When their TV campaign showed a line up of the garden ornaments being systematically destroyed, they received dozens of angry complaints.
The advert shows a family replacing their old garden decorations with new products from Ikea.
Angered at plans to eradicate them from the garden, the gnomes launch a revenge attack.
But they are thwarted by the couple - who find increasingly violent ways to kill them off.
Some are shattered into thousands of pieces by a well-aimed jet from a power hose while others are gathered in a hammock and smashed against a garden fence.
One scene sees a heartbroken gnome standing over a fallen friend with a tear running down his cheek.
The ad finishes with the tagline: "Make more of your garden. Say no to gnomes."
However the company found themselves on the end of an unlikely backlash - after affronted viewers picked up the phone to criticise the "violent" attack.
Around 50 people rang the UK Advertising Standards Authority (ASA) to complain about the ad's 'frightening and unsuitable' content.

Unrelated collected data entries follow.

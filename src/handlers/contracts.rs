//! Employment contracts. Contract numbers are derived from the tenant's row
//! count inside the insert transaction, so the read and the write commit
//! together.

use axum::extract::{Path, Query};
use axum::{Extension, Json};
use bigdecimal::BigDecimal;
use chrono::{DateTime, NaiveDate, Utc};
use serde::{Deserialize, Serialize};
use serde_json::{json, Value};
use sqlx::FromRow;

use crate::api::pagination::{page_params, pagination_meta};
use crate::database::manager::DatabaseManager;
use crate::database::sql::{fetch_all_as, fetch_count, fetch_optional_as, UpdateBuilder, WhereBuilder};
use crate::error::ApiError;
use crate::handlers::{assert_tenant_row, format_reference, next_sequence, parse_decimal, require_field};
use crate::middleware::auth::AuthUser;
use crate::middleware::response::{ApiResponse, ApiResult};

#[derive(Debug, Clone, Serialize, FromRow)]
pub struct Contract {
    pub id: i64,
    pub company_id: i64,
    pub employee_id: i64,
    pub contract_number: String,
    pub contract_type: String,
    pub start_date: NaiveDate,
    pub end_date: Option<NaiveDate>,
    pub salary: BigDecimal,
    pub status: String,
    pub created_at: DateTime<Utc>,
    pub updated_at: DateTime<Utc>,
}

const COLUMNS: &str = "id, company_id, employee_id, contract_number, contract_type, start_date, \
                       end_date, salary, status, created_at, updated_at";

#[derive(Debug, Deserialize)]
pub struct ListQuery {
    pub page: Option<i64>,
    pub per_page: Option<i64>,
    pub employee_id: Option<i64>,
    pub status: Option<String>,
    pub contract_type: Option<String>,
}

#[derive(Debug, Deserialize)]
pub struct CreateContract {
    pub employee_id: i64,
    pub contract_type: String,
    pub start_date: NaiveDate,
    pub end_date: Option<NaiveDate>,
    pub salary: String,
}

#[derive(Debug, Deserialize)]
pub struct UpdateContract {
    pub contract_type: Option<String>,
    pub start_date: Option<NaiveDate>,
    pub end_date: Option<NaiveDate>,
    pub salary: Option<String>,
    pub status: Option<String>,
}

/// GET /api/contracts
pub async fn list(
    Extension(user): Extension<AuthUser>,
    Query(query): Query<ListQuery>,
) -> ApiResult<Vec<Contract>> {
    let pool = DatabaseManager::pool().await?;
    let p = page_params(query.page, query.per_page);

    let mut wb = WhereBuilder::new();
    wb.and("company_id = $?", json!(user.company_id));
    wb.and_raw("is_deleted = FALSE");
    if let Some(employee_id) = query.employee_id {
        wb.and("employee_id = $?", json!(employee_id));
    }
    if let Some(status) = query.status.as_deref().filter(|s| !s.is_empty()) {
        wb.and("status = $?", json!(status));
    }
    if let Some(contract_type) = query.contract_type.as_deref().filter(|s| !s.is_empty()) {
        wb.and("contract_type = $?", json!(contract_type));
    }

    let count_sql = format!("SELECT COUNT(*) AS count FROM contracts {}", wb.clause());
    let total = fetch_count(&pool, &count_sql, wb.params()).await?;

    let sql = format!(
        "SELECT {} FROM contracts {} ORDER BY id DESC LIMIT {} OFFSET {}",
        COLUMNS,
        wb.clause(),
        p.limit(),
        p.offset()
    );
    let rows: Vec<Contract> = fetch_all_as(&pool, &sql, wb.params()).await?;

    Ok(ApiResponse::paginated(rows, pagination_meta(&p, total)))
}

/// GET /api/contracts/:id
pub async fn get(
    Extension(user): Extension<AuthUser>,
    Path(id): Path<i64>,
) -> ApiResult<Contract> {
    let pool = DatabaseManager::pool().await?;
    let sql = format!(
        "SELECT {} FROM contracts WHERE id = $1 AND company_id = $2 AND is_deleted = FALSE",
        COLUMNS
    );
    let contract = sqlx::query_as::<_, Contract>(&sql)
        .bind(id)
        .bind(user.company_id)
        .fetch_optional(&pool)
        .await?
        .ok_or_else(|| ApiError::not_found("Contract not found"))?;
    Ok(ApiResponse::success(contract))
}

/// POST /api/contracts - generates the contract number inside the transaction
pub async fn create(
    Extension(user): Extension<AuthUser>,
    Json(payload): Json<CreateContract>,
) -> ApiResult<Contract> {
    let contract_type = require_field("contract_type", &payload.contract_type)?;
    let salary = parse_decimal("salary", &payload.salary)?;
    if salary < BigDecimal::from(0) {
        return Err(ApiError::field_error("salary", "Must be non-negative"));
    }
    if let Some(end_date) = payload.end_date {
        if end_date < payload.start_date {
            return Err(ApiError::field_error("end_date", "Cannot be before start_date"));
        }
    }

    let pool = DatabaseManager::pool().await?;
    assert_tenant_row(&pool, "employees", payload.employee_id, user.company_id, "employee_id").await?;

    let mut tx = pool.begin().await?;
    let sequence = next_sequence(&mut tx, "contracts", user.company_id).await?;
    let contract_number = format_reference("CT", sequence);

    let sql = format!(
        r#"
        INSERT INTO contracts
            (company_id, employee_id, contract_number, contract_type, start_date, end_date, salary)
        VALUES ($1, $2, $3, $4, $5, $6, $7)
        RETURNING {}
        "#,
        COLUMNS
    );
    let contract = sqlx::query_as::<_, Contract>(&sql)
        .bind(user.company_id)
        .bind(payload.employee_id)
        .bind(&contract_number)
        .bind(&contract_type)
        .bind(payload.start_date)
        .bind(payload.end_date)
        .bind(&salary)
        .fetch_one(&mut *tx)
        .await?;
    tx.commit().await?;

    Ok(ApiResponse::created(contract))
}

/// PATCH /api/contracts/:id
pub async fn update(
    Extension(user): Extension<AuthUser>,
    Path(id): Path<i64>,
    Json(payload): Json<UpdateContract>,
) -> ApiResult<Contract> {
    let mut ub = UpdateBuilder::new();
    if let Some(contract_type) = payload.contract_type {
        ub.set("contract_type", json!(require_field("contract_type", &contract_type)?));
    }
    if let Some(start_date) = payload.start_date {
        ub.set_with("\"start_date\" = $?::date", json!(start_date.to_string()));
    }
    if let Some(end_date) = payload.end_date {
        ub.set_with("\"end_date\" = $?::date", json!(end_date.to_string()));
    }
    if let Some(salary) = payload.salary {
        let salary = parse_decimal("salary", &salary)?;
        ub.set_with("\"salary\" = $?::numeric", json!(salary.to_string()));
    }
    if let Some(status) = payload.status {
        ub.set("status", json!(require_field("status", &status)?));
    }
    if ub.is_empty() {
        return Err(ApiError::bad_request("No fields to update"));
    }

    let pool = DatabaseManager::pool().await?;
    let id_ph = ub.param(json!(id));
    let company_ph = ub.param(json!(user.company_id));
    let sql = format!(
        "UPDATE contracts SET {} WHERE id = {} AND company_id = {} AND is_deleted = FALSE RETURNING {}",
        ub.set_clause(),
        id_ph,
        company_ph,
        COLUMNS
    );
    let contract: Contract = fetch_optional_as(&pool, &sql, ub.params())
        .await?
        .ok_or_else(|| ApiError::not_found("Contract not found"))?;
    Ok(ApiResponse::success(contract))
}

/// DELETE /api/contracts/:id - soft delete
pub async fn delete(
    Extension(user): Extension<AuthUser>,
    Path(id): Path<i64>,
) -> ApiResult<Value> {
    let pool = DatabaseManager::pool().await?;
    let result = sqlx::query(
        "UPDATE contracts SET is_deleted = TRUE WHERE id = $1 AND company_id = $2 AND is_deleted = FALSE",
    )
    .bind(id)
    .bind(user.company_id)
    .execute(&pool)
    .await?;

    if result.rows_affected() == 0 {
        return Err(ApiError::not_found("Contract not found"));
    }
    Ok(ApiResponse::message("Contract deleted"))
}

An ASA spokesman said they realised some people found the images distressing. However he said the ASA would not be taking further action. "We do not share the view that it would encourage violence, condone anti-social behaviour or upset children," he said.
Last night Dr Twigs Way, a garden gnome expert, said: "Gnomes have always played a large and happy part in populating our green spaces.
"People like to make out that they're naff and tacky, but they are a lucky charm, which are now loved worldwide. The advert was bound to cause uproar. After all, we are a nation of gnome lovers. If I were Ikea I'd be worried. Beware the revenge of the little folk.'
Ikea's marketing manager Peter Wright said: "We believe that the advert takes a light-hearted approach.
"We can confirm that no gnomes were harmed in the making of the advert, thanks to clever CGI post-production and some brave stunt doubles."